Please write out every entry below, word for word.

[Collected data entries]
■ ■ ■ ■ ■

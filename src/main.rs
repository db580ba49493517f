//! noteserve - serve a tree of notes as rendered HTML with live refresh.

mod cache;
mod cli;
mod config;
mod core;
mod embed;
mod freshness;
mod logger;
mod notes;
mod render;
mod utils;
mod watch;

use std::sync::Arc;

use anyhow::{Context, Result};
use clap::{ColorChoice, Parser};
use cli::Cli;
use cli::serve::{ServeContext, bind_server, spawn_watcher, wait_for_shutdown};
use config::{ConfigError, ServeConfig, SettingsHandle};
use core::SharedState;
use render::{PandocConverter, RenderCoordinator, StyleSheet};

fn main() -> Result<()> {
    // Setup global Ctrl+C handler (before any blocking operations)
    core::setup_shutdown_handler()?;

    let cli = Cli::parse();

    // Set global color override based on CLI option
    match cli.color {
        ColorChoice::Always => owo_colors::set_override(true),
        ColorChoice::Never => owo_colors::set_override(false),
        ColorChoice::Auto => {} // owo-colors auto-detects TTY
    }
    logger::set_verbose(cli.verbose);

    let config = Arc::new(ServeConfig::from_cli(&cli)?);
    let state = init_state(&config)?;
    serve(config, state)
}

/// Load the stylesheet and settings, and check the converter exists.
fn init_state(config: &ServeConfig) -> Result<Arc<SharedState>> {
    let style = StyleSheet::load(config.css_file.clone()).context("failed to load stylesheet")?;
    let settings = SettingsHandle::load(config.settings_file.clone(), config.converter_flags.clone())?;

    let current = settings.get();
    let program = &current.convert.program;
    let resolved =
        which::which(program).map_err(|_| ConfigError::ConverterMissing(program.clone()))?;

    if let Some(path) = style.path() {
        log!("config"; "stylesheet: {}", path.display());
    }
    if let Some(path) = settings.path() {
        log!("config"; "settings: {}", path.display());
    }
    debug!("config"; "converter: {} {}", resolved.display(), current.convert.flags.join(" "));

    Ok(SharedState::new(style, settings))
}

fn serve(config: Arc<ServeConfig>, state: Arc<SharedState>) -> Result<()> {
    let renderer = RenderCoordinator::new(&config, Arc::clone(&state), Box::new(PandocConverter));

    let bound_server = bind_server(&config)?;
    let watcher = spawn_watcher(&config, &state, bound_server.shutdown_signal());

    let ctx = Arc::new(ServeContext {
        config: Arc::clone(&config),
        state,
        renderer,
    });
    let result = bound_server.run(Arc::clone(&ctx));

    wait_for_shutdown(watcher);
    if let Err(e) = ctx.renderer.artifacts().remove() {
        log!("error"; "failed to remove {}: {}", config.artifact_dir.display(), e);
    }
    result
}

■ ■ ■ ■ ■

Response
filename src/main.rs
repository db580ba49493517f
//! noteserve - serve a tree of notes as rendered HTML with live refresh.

mod cache;
mod cli;
mod config;
mod core;
mod embed;
mod freshness;
mod logger;
mod notes;
mod render;
mod utils;
mod watch;

use std::sync::Arc;

use anyhow::{Context, Result};
use clap::{ColorChoice, Parser};
use cli::Cli;
use cli::serve::{ServeContext, bind_server, spawn_watcher, wait_for_shutdown};
use config::{ConfigError, ServeConfig, SettingsHandle};
use core::SharedState;
use render::{PandocConverter, RenderCoordinator, StyleSheet};

fn main() -> Result<()> {
    // Setup global Ctrl+C handler (before any blocking operations)
    core::setup_shutdown_handler()?;

    let cli = Cli::parse();

    // Set global color override based on CLI option
    match cli.color {
        ColorChoice::Always => owo_colors::set_override(true),
        ColorChoice::Never => owo_colors::set_override(false),
        ColorChoice::Auto => {} // owo-colors auto-detects TTY
    }
    logger::set_verbose(cli.verbose);

    let config = Arc::new(ServeConfig::from_cli(&cli)?);
    let state = init_state(&config)?;
    serve(config, state)
}

/// Load the stylesheet and settings, and check the converter exists.
fn init_state(config: &ServeConfig) -> Result<Arc<SharedState>> {
    let style = StyleSheet::load(config.css_file.clone()).context("failed to load stylesheet")?;
    let settings = SettingsHandle::load(config.settings_file.clone(), config.converter_flags.clone())?;

    let current = settings.get();
    let program = &current.convert.program;
    let resolved =
        which::which(program).map_err(|_| ConfigError::ConverterMissing(program.clone()))?;

    if let Some(path) = style.path() {
        log!("config"; "stylesheet: {}", path.display());
    }
    if let Some(path) = settings.path() {
        log!("config"; "settings: {}", path.display());
    }
    debug!("config"; "converter: {} {}", resolved.display(), current.convert.flags.join(" "));

    Ok(SharedState::new(style, settings))
}

fn serve(config: Arc<ServeConfig>, state: Arc<SharedState>) -> Result<()> {
    let renderer = RenderCoordinator::new(&config, Arc::clone(&state), Box::new(PandocConverter));

    let bound_server = bind_server(&config)?;
    let watcher = spawn_watcher(&config, &state, bound_server.shutdown_signal());

    let ctx = Arc::new(ServeContext {
        config: Arc::clone(&config),
        state,
        renderer,
    });
    let result = bound_server.run(Arc::clone(&ctx));

    wait_for_shutdown(watcher);
    if let Err(e) = ctx.renderer.artifacts().remove() {
        log!("error"; "failed to remove {}: {}", config.artifact_dir.display(), e);
    }
    result
}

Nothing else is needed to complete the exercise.